┌─ Exercise inputs

// tarn-core - Error types for the tarn evaluator
// Copyright (c) 2025 Tom Waddington. MIT licensed.

//! Error types for tarn evaluation.
//!
//! Three kinds of failure travel through the same channel: reader errors
//! (textual parse failures, never catchable because they never reach
//! evaluation), runtime errors (host-origin failures in the evaluator or a
//! builtin, catchable by `try*` as a message string) and user errors (values
//! raised by `throw`, catchable by `try*` as the raw payload). Every error
//! carries an optional source cursor and formats as
//! `module(Lrow,col): message`, degrading as cursor fields go missing.

use std::fmt;

use tarn_parser::{ParseError, Position, TarnVal, pr_str};

/// Result type for tarn evaluation.
pub type Result<T> = std::result::Result<T, Error>;

/// An evaluation failure: an error kind plus the cursor of the offending
/// form, when one is known.
#[derive(Debug, Clone)]
pub struct Error {
    kind: ErrorKind,
    cursor: Option<Position>,
}

/// The kinds of failure the evaluator and builtins can produce.
#[derive(Debug, Clone)]
pub enum ErrorKind {
    /// Textual parse failure from the reader
    Reader(ParseError),
    /// Unresolved symbol lookup
    UndefinedSymbol(String),
    /// Wrong number of arguments to a function
    Arity {
        expected: AritySpec,
        got: usize,
        name: Option<String>,
    },
    /// Wrong type for an operation
    Type {
        expected: &'static str,
        got: &'static str,
        context: Option<String>,
    },
    /// Attempted to call something that isn't callable
    NotCallable,
    /// Division by zero
    DivisionByZero,
    /// Integer overflow
    IntegerOverflow { operation: &'static str },
    /// Invalid special form syntax
    Syntax { form: &'static str, message: String },
    /// General evaluation error
    Eval(String),
    /// I/O error (file operations)
    Io {
        operation: &'static str,
        path: String,
        message: String,
    },
    /// Value thrown by the language-level `throw`
    Thrown(TarnVal),
    /// Cooperative cancellation unwind
    Cancelled,
}

/// Specification for expected arity.
#[derive(Debug, Clone)]
pub enum AritySpec {
    Exact(usize),
    AtLeast(usize),
}

impl fmt::Display for AritySpec {
    fn fmt(&self, f: &mut fmt::Formatter<'_>) -> fmt::Result {
        match self {
            AritySpec::Exact(n) => write!(f, "{}", n),
            AritySpec::AtLeast(n) => write!(f, "at least {}", n),
        }
    }
}

impl fmt::Display for ErrorKind {
    fn fmt(&self, f: &mut fmt::Formatter<'_>) -> fmt::Result {
        match self {
            ErrorKind::Reader(e) => write!(f, "{}", e.message),
            ErrorKind::UndefinedSymbol(name) => write!(f, "'{}' not found", name),
            ErrorKind::Arity {
                expected,
                got,
                name,
            } => {
                if let Some(name) = name {
                    write!(
                        f,
                        "wrong number of arguments to '{}': expected {}, got {}",
                        name, expected, got
                    )
                } else {
                    write!(
                        f,
                        "wrong number of arguments: expected {}, got {}",
                        expected, got
                    )
                }
            }
            ErrorKind::Type {
                expected,
                got,
                context,
            } => {
                if let Some(ctx) = context {
                    write!(f, "{}: expected {}, got {}", ctx, expected, got)
                } else {
                    write!(f, "type error: expected {}, got {}", expected, got)
                }
            }
            ErrorKind::NotCallable => write!(f, "attempt to call non-function"),
            ErrorKind::DivisionByZero => write!(f, "division by zero"),
            ErrorKind::IntegerOverflow { operation } => {
                write!(f, "integer overflow in '{}'", operation)
            }
            ErrorKind::Syntax { form, message } => write!(f, "{}: {}", form, message),
            ErrorKind::Eval(message) => write!(f, "{}", message),
            ErrorKind::Io {
                operation,
                path,
                message,
            } => write!(f, "{} '{}': {}", operation, path, message),
            ErrorKind::Thrown(val) => write!(f, "{}", pr_str(val, true)),
            ErrorKind::Cancelled => write!(f, "timeout while evaluating expression"),
        }
    }
}

impl fmt::Display for Error {
    fn fmt(&self, f: &mut fmt::Formatter<'_>) -> fmt::Result {
        match &self.cursor {
            Some(cursor) if !cursor.is_unknown() => write!(f, "{}: {}", cursor, self.kind),
            _ => write!(f, "{}", self.kind),
        }
    }
}

impl std::error::Error for Error {}

impl From<ParseError> for Error {
    fn from(e: ParseError) -> Self {
        let cursor = if e.cursor.is_unknown() {
            None
        } else {
            Some(e.cursor.clone())
        };
        Error {
            kind: ErrorKind::Reader(e),
            cursor,
        }
    }
}

impl Error {
    /// Wrap an error kind with no cursor.
    #[must_use]
    pub fn new(kind: ErrorKind) -> Self {
        Error { kind, cursor: None }
    }

    /// Attach `cursor` when this error does not already carry one; the
    /// innermost cursor wins.
    #[must_use]
    pub fn with_cursor(mut self, cursor: Option<&Position>) -> Self {
        if self.cursor.is_none() {
            self.cursor = cursor.cloned();
        }
        self
    }

    /// The error kind.
    #[must_use]
    pub fn kind(&self) -> &ErrorKind {
        &self.kind
    }

    /// The cursor of the offending form, if known.
    #[must_use]
    pub fn cursor(&self) -> Option<&Position> {
        self.cursor.as_ref()
    }

    /// Whether `try*` may intercept this error. Reader errors never reach
    /// evaluation and cancellation stays non-catchable to preserve timeout
    /// semantics.
    #[must_use]
    pub fn is_catchable(&self) -> bool {
        !matches!(self.kind, ErrorKind::Reader(_) | ErrorKind::Cancelled)
    }

    /// The value `catch*` binds: the raw payload for a thrown user error,
    /// the message string for everything else.
    #[must_use]
    pub fn catch_value(&self) -> TarnVal {
        match &self.kind {
            ErrorKind::Thrown(val) => val.clone(),
            other => TarnVal::string(other.to_string()),
        }
    }

    /// True when the underlying reader error means "input was cut short";
    /// the interactive shell keeps reading lines on this.
    #[must_use]
    pub fn is_incomplete_input(&self) -> bool {
        matches!(&self.kind, ErrorKind::Reader(e) if e.is_incomplete_input())
    }

    /// True for the `<empty line>` reader error, which shells ignore.
    #[must_use]
    pub fn is_empty_input(&self) -> bool {
        matches!(&self.kind, ErrorKind::Reader(e) if e.message == "<empty line>")
    }

    // ------------------------------------------------------------------------
    // Constructor helpers
    // ------------------------------------------------------------------------

    /// Create an undefined symbol error: `'<name>' not found`.
    pub fn undefined(name: impl Into<String>) -> Self {
        Error::new(ErrorKind::UndefinedSymbol(name.into()))
    }

    /// Create an arity error for exact arity with function name.
    pub fn arity_named(name: impl Into<String>, expected: usize, got: usize) -> Self {
        Error::new(ErrorKind::Arity {
            expected: AritySpec::Exact(expected),
            got,
            name: Some(name.into()),
        })
    }

    /// Create an arity error for minimum arity with function name.
    pub fn arity_at_least(name: impl Into<String>, expected: usize, got: usize) -> Self {
        Error::new(ErrorKind::Arity {
            expected: AritySpec::AtLeast(expected),
            got,
            name: Some(name.into()),
        })
    }

    /// Create a type error.
    pub fn type_error(expected: &'static str, got: &'static str) -> Self {
        Error::new(ErrorKind::Type {
            expected,
            got,
            context: None,
        })
    }

    /// Create a type error with context.
    pub fn type_error_in(
        context: impl Into<String>,
        expected: &'static str,
        got: &'static str,
    ) -> Self {
        Error::new(ErrorKind::Type {
            expected,
            got,
            context: Some(context.into()),
        })
    }

    /// Create an invalid syntax error.
    pub fn syntax(form: &'static str, message: impl Into<String>) -> Self {
        Error::new(ErrorKind::Syntax {
            form,
            message: message.into(),
        })
    }

    /// Create a general evaluation error.
    pub fn eval(message: impl Into<String>) -> Self {
        Error::new(ErrorKind::Eval(message.into()))
    }

    /// Create an I/O error from a `std::io::Error`.
    pub fn io(operation: &'static str, path: impl Into<String>, error: std::io::Error) -> Self {
        Error::new(ErrorKind::Io {
            operation,
            path: path.into(),
            message: error.to_string(),
        })
    }

    /// Create a user error carrying `payload`.
    pub fn thrown(payload: TarnVal) -> Self {
        Error::new(ErrorKind::Thrown(payload))
    }

    /// Create a not-callable error.
    pub fn not_callable() -> Self {
        Error::new(ErrorKind::NotCallable)
    }

    /// Create a cancellation error.
    pub fn cancelled() -> Self {
        Error::new(ErrorKind::Cancelled)
    }

    /// Create an integer overflow error.
    pub fn overflow(operation: &'static str) -> Self {
        Error::new(ErrorKind::IntegerOverflow { operation })
    }

    /// Create a division by zero error.
    pub fn division_by_zero() -> Self {
        Error::new(ErrorKind::DivisionByZero)
    }
}

// ============================================================================
// Tests
// ============================================================================

#[cfg(test)]
mod tests {
    use super::*;

    #[test]
    fn test_undefined_symbol_message() {
        assert_eq!(Error::undefined("x").to_string(), "'x' not found");
    }

    #[test]
    fn test_cursor_prefix() {
        let err = Error::undefined("x").with_cursor(Some(&Position {
            module: Some(std::rc::Rc::from("lib.tarn")),
            row: 3,
            col: 9,
        }));
        assert_eq!(err.to_string(), "lib.tarn(L3,9): 'x' not found");
    }

    #[test]
    fn test_unknown_row_suppresses_cursor() {
        let err = Error::undefined("x").with_cursor(Some(&Position::new(0, 0)));
        assert_eq!(err.to_string(), "'x' not found");
    }

    #[test]
    fn test_missing_column_degrades() {
        let err = Error::undefined("x").with_cursor(Some(&Position::new(7, 0)));
        assert_eq!(err.to_string(), "(L7): 'x' not found");
    }

    #[test]
    fn test_innermost_cursor_wins() {
        let err = Error::undefined("x")
            .with_cursor(Some(&Position::new(1, 1)))
            .with_cursor(Some(&Position::new(9, 9)));
        assert_eq!(err.cursor(), Some(&Position::new(1, 1)));
    }

    #[test]
    fn test_thrown_catch_value_is_payload() {
        let payload = TarnVal::map(vec![("code".to_string(), TarnVal::Int(42))]);
        let err = Error::thrown(payload.clone());
        assert_eq!(err.catch_value(), payload);
    }

    #[test]
    fn test_runtime_catch_value_is_message_string() {
        let err = Error::undefined("boom").with_cursor(Some(&Position::new(1, 1)));
        // The bound value is the bare message, without the cursor prefix.
        assert_eq!(err.catch_value(), TarnVal::string("'boom' not found"));
    }

    #[test]
    fn test_cancelled_is_not_catchable() {
        let err = Error::cancelled();
        assert!(!err.is_catchable());
        assert_eq!(err.to_string(), "timeout while evaluating expression");
    }

    #[test]
    fn test_arity_message() {
        assert_eq!(
            Error::arity_named("nth", 2, 1).to_string(),
            "wrong number of arguments to 'nth': expected 2, got 1"
        );
    }
}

└─

» Your objective: Return each line of the material above that holds the string "offending".

» Solution:
/// An evaluation failure: an error kind plus the cursor of the offending
    /// The cursor of the offending form, if known.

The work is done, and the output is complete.